=== WHAT IS BEING ASKED ===
Which lines in the records below mention the word "title"? Copy each one out.

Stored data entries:

//! Database operations for `daily_digests`.

use async_trait::async_trait;
use chrono::{DateTime, NaiveDate, Utc};
use newsdesk_core::{ArticleRecord, DigestInsert, DigestRecord, DigestStore, StoreError};
use sqlx::types::Json;
use sqlx::PgPool;

use crate::DbError;

/// A row from the `daily_digests` table. `articles` is a JSONB array of
/// article snapshots.
#[derive(Debug, Clone, sqlx::FromRow)]
pub struct DigestRow {
    pub id: i64,
    pub user_id: String,
    pub digest_date: NaiveDate,
    pub articles: Json<Vec<ArticleRecord>>,
    pub created_at: DateTime<Utc>,
}

impl From<DigestRow> for DigestRecord {
    fn from(row: DigestRow) -> Self {
        DigestRecord {
            user_id: row.user_id,
            date: row.digest_date,
            articles: row.articles.0,
            created_at: row.created_at,
        }
    }
}

/// Inserts the digest unless one already exists for its (user, date).
///
/// Returns the inserted row, or `None` when the unique constraint turned the
/// insert into a no-op.
///
/// # Errors
///
/// Returns [`DbError::Sqlx`] if the insert fails.
pub async fn insert_digest_if_absent(
    pool: &PgPool,
    record: &DigestRecord,
) -> Result<Option<DigestRow>, DbError> {
    let row = sqlx::query_as::<_, DigestRow>(
        "INSERT INTO daily_digests (user_id, digest_date, articles, created_at) \
         VALUES ($1, $2, $3, $4) \
         ON CONFLICT (user_id, digest_date) DO NOTHING \
         RETURNING id, user_id, digest_date, articles, created_at",
    )
    .bind(&record.user_id)
    .bind(record.date)
    .bind(Json(&record.articles))
    .bind(record.created_at)
    .fetch_optional(pool)
    .await?;

    Ok(row)
}

/// Fetches the digest for one (user, date).
///
/// # Errors
///
/// Returns [`DbError::Sqlx`] if the query fails.
pub async fn get_digest(
    pool: &PgPool,
    user_id: &str,
    date: NaiveDate,
) -> Result<Option<DigestRow>, DbError> {
    let row = sqlx::query_as::<_, DigestRow>(
        "SELECT id, user_id, digest_date, articles, created_at \
         FROM daily_digests \
         WHERE user_id = $1 AND digest_date = $2",
    )
    .bind(user_id)
    .bind(date)
    .fetch_optional(pool)
    .await?;

    Ok(row)
}

/// Fetches the user's most recent digest by date.
///
/// # Errors
///
/// Returns [`DbError::Sqlx`] if the query fails.
pub async fn latest_digest(pool: &PgPool, user_id: &str) -> Result<Option<DigestRow>, DbError> {
    let row = sqlx::query_as::<_, DigestRow>(
        "SELECT id, user_id, digest_date, articles, created_at \
         FROM daily_digests \
         WHERE user_id = $1 \
         ORDER BY digest_date DESC, created_at DESC \
         LIMIT 1",
    )
    .bind(user_id)
    .fetch_optional(pool)
    .await?;

    Ok(row)
}

/// [`DigestStore`] over Postgres; the unique `(user_id, digest_date)`
/// constraint is the once-per-day guard.
#[derive(Debug, Clone)]
pub struct PgDigestStore {
    pool: PgPool,
}

impl PgDigestStore {
    #[must_use]
    pub fn new(pool: PgPool) -> Self {
        Self { pool }
    }
}

#[async_trait]
impl DigestStore for PgDigestStore {
    async fn get(&self, user_id: &str, date: NaiveDate) -> Result<Option<DigestRecord>, StoreError> {
        Ok(get_digest(&self.pool, user_id, date).await?.map(Into::into))
    }

    async fn insert_if_absent(&self, record: DigestRecord) -> Result<DigestInsert, StoreError> {
        if let Some(row) = insert_digest_if_absent(&self.pool, &record).await? {
            return Ok(DigestInsert::Inserted(row.into()));
        }

        // Lost the race: another build stored the day's digest first.
        let existing = get_digest(&self.pool, &record.user_id, record.date)
            .await?
            .ok_or(DbError::NotFound)?;
        tracing::debug!(user_id = %record.user_id, date = %record.date, "digest insert was a no-op");
        Ok(DigestInsert::Existing(existing.into()))
    }

    async fn latest(&self, user_id: &str) -> Result<Option<DigestRecord>, StoreError> {
        Ok(latest_digest(&self.pool, user_id).await?.map(Into::into))
    }
}
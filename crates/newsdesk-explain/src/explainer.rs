use std::sync::Arc;

use serde::Serialize;

use crate::cache::{cache_key, CacheStore};
use crate::error::ExplainError;
use crate::gemini::TextGenerator;
use crate::mode::ExplainMode;

pub const EMPTY_TEXT_MESSAGE: &str = "No content to explain.";
pub const FAILURE_MESSAGE: &str = "AI explanation failed.";

/// Cache namespace for newspaper summaries.
const NEWSPAPER_MODE: &str = "newspaper";

#[derive(Debug, Clone, Copy, PartialEq, Eq, Serialize)]
#[serde(rename_all = "lowercase")]
pub enum ExplanationOrigin {
    Cache,
    Generated,
    /// Blank input; nothing was generated.
    Empty,
    /// The generator failed; the text is [`FAILURE_MESSAGE`].
    Failed,
}

#[derive(Debug, Clone, PartialEq, Eq, Serialize)]
pub struct Explanation {
    pub text: String,
    pub origin: ExplanationOrigin,
}

impl Explanation {
    fn new(text: impl Into<String>, origin: ExplanationOrigin) -> Self {
        Self {
            text: text.into(),
            origin,
        }
    }
}

/// Generator behind a content-addressed cache.
#[derive(Clone)]
pub struct Explainer {
    cache: Arc<dyn CacheStore>,
    generator: Arc<dyn TextGenerator>,
}

impl Explainer {
    #[must_use]
    pub fn new(cache: Arc<dyn CacheStore>, generator: Arc<dyn TextGenerator>) -> Self {
        Self { cache, generator }
    }

    /// Explain `text` in the given mode. Never fails.
    ///
    /// Blank text short-circuits. Generator failures return
    /// [`FAILURE_MESSAGE`] and are not cached, so the next call retries.
    pub async fn explain(&self, text: &str, mode: ExplainMode) -> Explanation {
        if text.trim().is_empty() {
            return Explanation::new(EMPTY_TEXT_MESSAGE, ExplanationOrigin::Empty);
        }

        let key = cache_key(mode.as_str(), text);
        match self.cached_or_generate(&key, &mode.prompt(text)).await {
            Ok(explanation) => {
                tracing::debug!(mode = %mode, origin = ?explanation.origin, "explanation ready");
                explanation
            }
            Err(e) => {
                tracing::warn!(mode = %mode, error = %e, "explanation failed");
                Explanation::new(FAILURE_MESSAGE, ExplanationOrigin::Failed)
            }
        }
    }

    /// A 2-4 sentence newspaper-style summary of one article, cached under
    /// the `newspaper` namespace.
    ///
    /// # Errors
    ///
    /// Returns [`ExplainError`] if generation fails; callers fall back to
    /// the article's stored synopsis.
    pub async fn newspaper_summary(
        &self,
        title: &str,
        content: &str,
        source: &str,
    ) -> Result<Explanation, ExplainError> {
        let prompt = newspaper_prompt(title, content, source);
        let key = cache_key(NEWSPAPER_MODE, &prompt);
        self.cached_or_generate(&key, &prompt).await
    }

    async fn cached_or_generate(
        &self,
        key: &str,
        prompt: &str,
    ) -> Result<Explanation, ExplainError> {
        match self.cache.get(key).await {
            Ok(Some(hit)) => return Ok(Explanation::new(hit, ExplanationOrigin::Cache)),
            Ok(None) => {}
            // An unreadable cache only costs a generator call.
            Err(e) => tracing::warn!(error = %e, "explain cache read failed"),
        }

        let text = self.generator.generate(prompt).await?;
        let text = text.trim().to_string();

        if let Err(e) = self.cache.put(key, &text).await {
            tracing::warn!(error = %e, "explain cache write failed");
        }
        Ok(Explanation::new(text, ExplanationOrigin::Generated))
    }
}

fn newspaper_prompt(title: &str, content: &str, source: &str) -> String {
    format!(
        "You are a professional newspaper editor.\n\n\
         Write a concise newspaper-style summary for the following news article.\n\n\
         RULES:\n\
         - 2 to 4 complete sentences\n\
         - Factual and neutral tone\n\
         - No ellipsis (...)\n\
         - No phrases like \"this article reports\"\n\
         - No speculation\n\
         - No promotional language\n\
         - Write as if it appears in a printed newspaper\n\n\
         Headline:\n{title}\n\n\
         Source:\n{source}\n\n\
         Article Content (may be incomplete):\n{content}\n\n\
         Write the final newspaper summary:\n"
    )
}
use newsdesk_core::{AppConfig, StoreError};
use sqlx::{postgres::PgPoolOptions, PgPool};
use std::time::Duration;
use thiserror::Error;

const DEFAULT_MAX_CONNECTIONS: u32 = 10;
const DEFAULT_MIN_CONNECTIONS: u32 = 1;
const DEFAULT_ACQUIRE_TIMEOUT_SECS: u64 = 10;

// Path relative to crates/newsdesk-db/Cargo.toml; resolves to <workspace-root>/migrations/
static MIGRATOR: sqlx::migrate::Migrator = sqlx::migrate!("../../migrations");

#[derive(Debug, Clone, Copy)]
pub struct PoolConfig {
    pub max_connections: u32,
    pub min_connections: u32,
    pub acquire_timeout_secs: u64,
}

impl Default for PoolConfig {
    fn default() -> Self {
        Self {
            max_connections: DEFAULT_MAX_CONNECTIONS,
            min_connections: DEFAULT_MIN_CONNECTIONS,
            acquire_timeout_secs: DEFAULT_ACQUIRE_TIMEOUT_SECS,
        }
    }
}

impl PoolConfig {
    #[must_use]
    pub fn from_app_config(config: &AppConfig) -> Self {
        Self {
            max_connections: config.db_max_connections,
            min_connections: config.db_min_connections,
            acquire_timeout_secs: config.db_acquire_timeout_secs,
        }
    }
}

#[derive(Debug, Error)]
pub enum DbError {
    #[error("DATABASE_URL is not set")]
    MissingDatabaseUrl,
    #[error("record not found")]
    NotFound,
    #[error("collection run {0} is not running")]
    CollectionRunNotRunning(i64),
    #[error("stored value could not be decoded: {0}")]
    Decode(String),
    #[error(transparent)]
    Sqlx(#[from] sqlx::Error),
    #[error(transparent)]
    Migration(#[from] sqlx::migrate::MigrateError),
}

impl From<DbError> for StoreError {
    fn from(err: DbError) -> Self {
        match err {
            DbError::Decode(reason) => StoreError::Codec(reason),
            other => StoreError::Backend(other.to_string()),
        }
    }
}

/// Connect to a Postgres pool using explicit URL and config.
///
/// # Errors
///
/// Returns [`sqlx::Error`] if the connection cannot be established.
pub async fn connect_pool(database_url: &str, config: PoolConfig) -> Result<PgPool, sqlx::Error> {
    PgPoolOptions::new()
        .max_connections(config.max_connections)
        .min_connections(config.min_connections)
        .acquire_timeout(Duration::from_secs(config.acquire_timeout_secs))
        .connect(database_url)
        .await
}

/// Connect using `DATABASE_URL` and pool sizing from the application config.
///
/// # Errors
///
/// Returns [`DbError::MissingDatabaseUrl`] if no database is configured, or
/// [`DbError::Sqlx`] if the connection cannot be established.
pub async fn connect_pool_from_config(config: &AppConfig) -> Result<PgPool, DbError> {
    let database_url = config
        .database_url
        .as_deref()
        .ok_or(DbError::MissingDatabaseUrl)?;
    connect_pool(database_url, PoolConfig::from_app_config(config))
        .await
        .map_err(DbError::from)
}

/// Run all pending migrations against the pool.
///
/// Returns the number of migrations that were applied.
///
/// # Errors
///
/// Returns [`sqlx::migrate::MigrateError`] if any migration fails.
pub async fn run_migrations(pool: &PgPool) -> Result<usize, sqlx::migrate::MigrateError> {
    // The _sqlx_migrations table does not exist on a fresh database; treat
    // absence as zero applied.
    let applied_before: i64 =
        sqlx::query_scalar::<_, i64>("SELECT COUNT(*) FROM _sqlx_migrations WHERE success = true")
            .fetch_one(pool)
            .await
            .unwrap_or(0);

    MIGRATOR.run(pool).await?;

    let applied_after: i64 =
        sqlx::query_scalar::<_, i64>("SELECT COUNT(*) FROM _sqlx_migrations WHERE success = true")
            .fetch_one(pool)
            .await
            .unwrap_or(0);

    let delta = (applied_after - applied_before).max(0);
    Ok(usize::try_from(delta).unwrap_or(0))
}

/// Send a `SELECT 1` to verify the pool has a live connection.
///
/// # Errors
///
/// Returns [`sqlx::Error`] if the query fails.
pub async fn ping(pool: &PgPool) -> Result<(), sqlx::Error> {
    sqlx::query_scalar::<_, i32>("SELECT 1")
        .fetch_one(pool)
        .await?;
    Ok(())
}

/// Run a full health check: ping the pool and return a typed error on failure.
///
/// # Errors
///
/// Returns [`DbError`] if the ping fails.
pub async fn health_check(pool: &PgPool) -> Result<(), DbError> {
    ping(pool).await?;
    Ok(())
}

#[cfg(test)]
mod tests {
    use super::*;

    #[test]
    fn pool_config_has_sane_defaults() {
        let config = PoolConfig::default();

        assert_eq!(config.max_connections, DEFAULT_MAX_CONNECTIONS);
        assert_eq!(config.min_connections, DEFAULT_MIN_CONNECTIONS);
        assert_eq!(config.acquire_timeout_secs, DEFAULT_ACQUIRE_TIMEOUT_SECS);
    }

    #[test]
    fn decode_errors_map_to_codec() {
        let err: StoreError = DbError::Decode("bad category".to_string()).into();
        assert!(matches!(err, StoreError::Codec(ref r) if r == "bad category"));
    }

    #[test]
    fn other_errors_map_to_backend() {
        let err: StoreError = DbError::NotFound.into();
        assert!(matches!(err, StoreError::Backend(_)));
    }
}

pub mod collection_runs;
pub mod digests;
pub mod preferences;

pub use collection_runs::{
    begin_collection_run, fail_collection_run, list_collection_run_sources, list_collection_runs,
    record_collection_outcome, CollectionRunRow, CollectionRunSourceRow,
};
pub use digests::{get_digest, insert_digest_if_absent, latest_digest, DigestRow, PgDigestStore};
pub use preferences::{
    increment_preference, list_preferences, PgPreferenceStore, PreferenceRow,
};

=== SOLUTION TO THIS TASK ===
        title: &str,
        let prompt = newspaper_prompt(title, content, source);
fn newspaper_prompt(title: &str, content: &str, source: &str) -> String {
         Headline:\n{title}\n\n\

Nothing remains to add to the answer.